WHAT YOU HAVE TO DO -
With both ends included, repeat exactly the lines of the entries below from the one containing "per canonical field" down to the one containing "keep their defaults", and no others.

RECORDS SHOWN -

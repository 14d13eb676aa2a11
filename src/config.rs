// ⚙️ Engine configuration
//
// Every search cap is a tunable. Defaults reproduce the reference behaviour:
// tolerance 0.01, at most 15 entries per subset, 50k combinations per bank entry.

use crate::error::{ReconciliationError, Result};
use serde::{Deserialize, Serialize};
use std::path::Path;

pub const DEFAULT_TOLERANCE: f64 = 0.01;
pub const DEFAULT_MAX_COMBINATION_SIZE: usize = 15;
pub const DEFAULT_ITER_LIMIT: u64 = 50_000;

/// What to do with an amount cell that cannot be parsed
#[derive(Debug, Clone, Copy, PartialEq, Eq, Serialize, Deserialize, Default)]
#[serde(rename_all = "snake_case")]
pub enum UnparsableAmountPolicy {
    /// Treat as 0.0 and keep the row
    #[default]
    Zero,
    /// Keep financial rows out of the candidate pool; bank rows still
    /// fall back to 0.0 so every coded movement is reported
    Exclude,
}

/// Candidate header tokens per canonical field
#[derive(Debug, Clone, PartialEq, Serialize, Deserialize)]
#[serde(default)]
pub struct ColumnCandidates {
    pub bank_date: Vec<String>,
    pub bank_amount: Vec<String>,
    pub bank_code: Vec<String>,
    pub financial_date: Vec<String>,
    pub financial_amount: Vec<String>,
}

fn tokens(values: &[&str]) -> Vec<String> {
    values.iter().map(|v| v.to_string()).collect()
}

impl Default for ColumnCandidates {
    fn default() -> Self {
        ColumnCandidates {
            bank_date: tokens(&["Data", "Date", "Data movimento"]),
            bank_amount: tokens(&["Valor", "Value", "Amount", "Valor (R$)"]),
            bank_code: tokens(&["Codigo Conciliação", "Codigo", "Conciliation Code"]),
            financial_date: tokens(&["Data movimento", "Data Movimento", "Data", "Date"]),
            financial_amount: tokens(&["Valor (R$)", "Valor", "Value", "Amount"]),
        }
    }
}

#[derive(Debug, Clone, PartialEq, Serialize, Deserialize)]
#[serde(default)]
pub struct MatchConfig {
    /// Max absolute difference between subset sum and target
    pub tolerance: f64,

    /// Largest subset size tried
    pub max_combination_size: usize,

    /// Combinations examined per bank entry before giving up
    pub iter_limit: u64,

    pub unparsable_amount: UnparsableAmountPolicy,

    /// Process date partitions on the rayon pool
    pub parallel: bool,

    /// Wall-clock budget for the matching phase, in milliseconds
    pub time_budget_ms: Option<u64>,

    pub columns: ColumnCandidates,
}

impl Default for MatchConfig {
    fn default() -> Self {
        MatchConfig {
            tolerance: DEFAULT_TOLERANCE,
            max_combination_size: DEFAULT_MAX_COMBINATION_SIZE,
            iter_limit: DEFAULT_ITER_LIMIT,
            unparsable_amount: UnparsableAmountPolicy::Zero,
            parallel: false,
            time_budget_ms: None,
            columns: ColumnCandidates::default(),
        }
    }
}

impl MatchConfig {
    /// Load from a JSON file; absent keys keep their defaults
    pub fn load(path: &Path) -> Result<Self> {
        let content = std::fs::read_to_string(path)?;
        let config: MatchConfig = serde_json::from_str(&content)?;
        config.validate()?;
        Ok(config)
    }

    pub fn validate(&self) -> Result<()> {
        if !self.tolerance.is_finite() || self.tolerance < 0.0 {
            return Err(ReconciliationError::InvalidConfig(format!(
                "tolerance must be a non-negative number, got {}",
                self.tolerance
            )));
        }
        if self.max_combination_size == 0 {
            return Err(ReconciliationError::InvalidConfig(
                "max_combination_size must be at least 1".to_string(),
            ));
        }
        Ok(())
    }

    pub fn with_tolerance(mut self, tolerance: f64) -> Self {
        self.tolerance = tolerance;
        self
    }

    pub fn with_max_combination_size(mut self, size: usize) -> Self {
        self.max_combination_size = size;
        self
    }

    pub fn with_iter_limit(mut self, limit: u64) -> Self {
        self.iter_limit = limit;
        self
    }

    pub fn with_unparsable_amount(mut self, policy: UnparsableAmountPolicy) -> Self {
        self.unparsable_amount = policy;
        self
    }

    pub fn with_parallel(mut self, parallel: bool) -> Self {
        self.parallel = parallel;
        self
    }

    pub fn with_time_budget_ms(mut self, budget: Option<u64>) -> Self {
        self.time_budget_ms = budget;
        self
    }
}

#[cfg(test)]
mod tests {
    use super::*;
    use std::io::Write;

    #[test]
    fn test_defaults() {
        let config = MatchConfig::default();
        assert_eq!(config.tolerance, 0.01);
        assert_eq!(config.max_combination_size, 15);
        assert_eq!(config.iter_limit, 50_000);
        assert_eq!(config.unparsable_amount, UnparsableAmountPolicy::Zero);
        assert!(!config.parallel);
        assert!(config.validate().is_ok());
    }

    #[test]
    fn test_validate_rejects_bad_values() {
        assert!(MatchConfig::default().with_tolerance(-0.5).validate().is_err());
        assert!(MatchConfig::default().with_tolerance(f64::NAN).validate().is_err());
        assert!(MatchConfig::default()
            .with_max_combination_size(0)
            .validate()
            .is_err());
    }

    #[test]
    fn test_load_partial_json_keeps_defaults() {
        let mut file = tempfile::NamedTempFile::new().unwrap();
        write!(file, r#"{{"iter_limit": 1000, "unparsable_amount": "exclude"}}"#).unwrap();

        let config = MatchConfig::load(file.path()).unwrap();
        assert_eq!(config.iter_limit, 1000);
        assert_eq!(config.unparsable_amount, UnparsableAmountPolicy::Exclude);
        assert_eq!(config.tolerance, DEFAULT_TOLERANCE);
        assert_eq!(config.columns, ColumnCandidates::default());
    }

    #[test]
    fn test_load_rejects_invalid_values() {
        let mut file = tempfile::NamedTempFile::new().unwrap();
        write!(file, r#"{{"max_combination_size": 0}}"#).unwrap();

        let err = MatchConfig::load(file.path()).unwrap_err();
        assert!(matches!(err, ReconciliationError::InvalidConfig(_)));
    }
}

ANSWER TO THE EXERCISE -
/// Candidate header tokens per canonical field
#[derive(Debug, Clone, PartialEq, Serialize, Deserialize)]
#[serde(default)]
pub struct ColumnCandidates {
    pub bank_date: Vec<String>,
    pub bank_amount: Vec<String>,
    pub bank_code: Vec<String>,
    pub financial_date: Vec<String>,
    pub financial_amount: Vec<String>,
}

fn tokens(values: &[&str]) -> Vec<String> {
    values.iter().map(|v| v.to_string()).collect()
}

impl Default for ColumnCandidates {
    fn default() -> Self {
        ColumnCandidates {
            bank_date: tokens(&["Data", "Date", "Data movimento"]),
            bank_amount: tokens(&["Valor", "Value", "Amount", "Valor (R$)"]),
            bank_code: tokens(&["Codigo Conciliação", "Codigo", "Conciliation Code"]),
            financial_date: tokens(&["Data movimento", "Data Movimento", "Data", "Date"]),
            financial_amount: tokens(&["Valor (R$)", "Valor", "Value", "Amount"]),
        }
    }
}

#[derive(Debug, Clone, PartialEq, Serialize, Deserialize)]
#[serde(default)]
pub struct MatchConfig {
    /// Max absolute difference between subset sum and target
    pub tolerance: f64,

    /// Largest subset size tried
    pub max_combination_size: usize,

    /// Combinations examined per bank entry before giving up
    pub iter_limit: u64,

    pub unparsable_amount: UnparsableAmountPolicy,

    /// Process date partitions on the rayon pool
    pub parallel: bool,

    /// Wall-clock budget for the matching phase, in milliseconds
    pub time_budget_ms: Option<u64>,

    pub columns: ColumnCandidates,
}

impl Default for MatchConfig {
    fn default() -> Self {
        MatchConfig {
            tolerance: DEFAULT_TOLERANCE,
            max_combination_size: DEFAULT_MAX_COMBINATION_SIZE,
            iter_limit: DEFAULT_ITER_LIMIT,
            unparsable_amount: UnparsableAmountPolicy::Zero,
            parallel: false,
            time_budget_ms: None,
            columns: ColumnCandidates::default(),
        }
    }
}

impl MatchConfig {
    /// Load from a JSON file; absent keys keep their defaults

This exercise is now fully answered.